Она передала ему все разговоры свои с Баумгартеном, предводителем и самою Nelly, показала ему даже заветные листики, списанные французом, повторяя беспрестанно: — Это слабо, это гадко с моей стороны. Но я знаю — вы меня не обманете!
Милькеев был поражен, читая о розовом облаке на горах, о разговоре в зимнем саду, о самом себе столько лестного. Ему было не до шуток; молча сложил он листы и отдал Новосильской. Смущенный, задумчивый... не зная куда скрыться от самолюбивого восторга и внезапного прилива чувств, он поспешил уехать в Чемоданово, надеясь около светлой и бесстрастной, по-своему загадочной Любаши забыть близость той, которая ждала только одного серьезного движения с его стороны, чтобы отдать ему душу без страха и угрызений.

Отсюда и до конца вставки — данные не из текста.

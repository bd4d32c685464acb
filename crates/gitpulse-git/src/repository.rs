use chrono::{DateTime, Utc};
use gitpulse_process::{
    CommandSpec, ExecContext, OutputConsumer, ProcessOutcome, ProcessRunner,
};
use std::path::{Path, PathBuf};
use std::time::Duration;
use tracing::debug;

use crate::StatsError;

/// How the repository is queried
#[derive(Debug, Clone)]
pub struct RepoOptions {
    /// git executable (looked up on PATH when relative)
    pub git_binary: PathBuf,
    /// Time a cancelled git process gets to exit before it is killed
    pub grace_period: Duration,
    /// Count merge commits (default: skip them with `--no-merges`)
    pub include_merges: bool,
}

impl Default for RepoOptions {
    fn default() -> Self {
        Self {
            git_binary: PathBuf::from("git"),
            grace_period: ProcessRunner::DEFAULT_GRACE_PERIOD,
            include_merges: false,
        }
    }
}

/// Handle to an on-disk repository (bare or with a work tree).
///
/// Holds no state between calls; every query spawns its own git process.
#[derive(Debug, Clone)]
pub struct GitRepository {
    path: PathBuf,
    options: RepoOptions,
    runner: ProcessRunner,
}

impl GitRepository {
    pub fn open(path: impl AsRef<Path>) -> Result<Self, StatsError> {
        Self::open_with(path, RepoOptions::default())
    }

    pub fn open_with(path: impl AsRef<Path>, options: RepoOptions) -> Result<Self, StatsError> {
        let path = path.as_ref();

        if !path.is_dir() {
            return Err(StatsError::Config(format!(
                "repository path is not a directory: {}",
                path.display()
            )));
        }

        let has_work_tree = path.join(".git").exists();
        let is_bare = path.join("HEAD").is_file() && path.join("objects").is_dir();
        if !has_work_tree && !is_bare {
            return Err(StatsError::Config(format!(
                "not a git repository: {}",
                path.display()
            )));
        }

        debug!(path = %path.display(), bare = is_bare && !has_work_tree, "Opened repository");

        let runner = ProcessRunner::new().with_grace_period(options.grace_period);
        Ok(Self {
            path: path.to_path_buf(),
            options,
            runner,
        })
    }

    pub fn path(&self) -> &Path {
        &self.path
    }

    /// `git -C <repo>` ready for subcommand arguments
    pub(crate) fn git(&self) -> CommandSpec {
        CommandSpec::new(&self.options.git_binary)
            .arg("-C")
            .arg(self.path.as_os_str())
    }

    pub(crate) fn merge_filter(&self, spec: CommandSpec) -> CommandSpec {
        if self.options.include_merges {
            spec
        } else {
            spec.arg("--no-merges")
        }
    }

    /// Run a git command and turn anything but success into a [`StatsError`]
    pub(crate) async fn run_git(
        &self,
        ctx: &ExecContext,
        spec: CommandSpec,
        consumer: &mut dyn OutputConsumer,
    ) -> Result<(), StatsError> {
        match self.runner.run(&spec, ctx, consumer).await? {
            ProcessOutcome::Success => Ok(()),
            ProcessOutcome::Killed(reason) => Err(StatsError::Cancelled(reason)),
            ProcessOutcome::Failed { exit_code, stderr } => {
                let code = exit_code
                    .map(|c| c.to_string())
                    .unwrap_or_else(|| "signal".to_string());
                Err(StatsError::Query(format!(
                    "git {} exited with {}: {}",
                    subcommand(&spec),
                    code,
                    stderr
                )))
            }
        }
    }
}

fn subcommand(spec: &CommandSpec) -> String {
    // Skip `-C <path>`
    spec.args
        .get(2)
        .map(|a| a.to_string_lossy().into_owned())
        .unwrap_or_default()
}

/// Ref names go on the command line as-is; refuse anything git would read as an option
pub(crate) fn validate_ref(name: &str) -> Result<(), StatsError> {
    if name.is_empty() || name.starts_with('-') {
        return Err(StatsError::Query(format!("invalid ref name: {:?}", name)));
    }
    Ok(())
}

/// `--since` is inclusive in git and git times are whole seconds, so round up
pub(crate) fn since_inclusive(since: DateTime<Utc>) -> String {
    let secs = since.timestamp() + i64::from(since.timestamp_subsec_nanos() > 0);
    format!("--since=@{}", secs)
}

/// Smallest whole second strictly after `since`
pub(crate) fn since_exclusive(since: DateTime<Utc>) -> String {
    format!("--since=@{}", since.timestamp() + 1)
}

— Что ж ты, Сергей, не едешь в Троицкое? — спрашивал Максим Петрович у сына. — Ты видишь, тетка больна; сестре ехать не с кем.
— Боюсь бы скучно не было, — отвечал Сережа, потягиваясь.
— Дома веселее? Опух от сна! — сказал отец и прибавил, обращаясь к Богоявленскому, — вы, что ли, его не пускаете?
— Я ему не отец и не помещик, Максим Петрович, — отвечал Богоявленский.
— Поедем, Сережа, голубчик, — говорила Любаша, — посмотри, как там хорошо. Все идеи твои там объяснят тебе. И графиня, и доктор, и Милькеев... У Милькеева я нарочно для тебя спрашивала об этом...
— Баба ты, баба, Любаша, глупая баба!
— Видишь, какой ты грубый: что это — баба! Там ты бы отвык от таких манер! Поедем, голубчик! — уговари — вала сестра, которой дома после Троицкого все казалось и грубо, и скучно.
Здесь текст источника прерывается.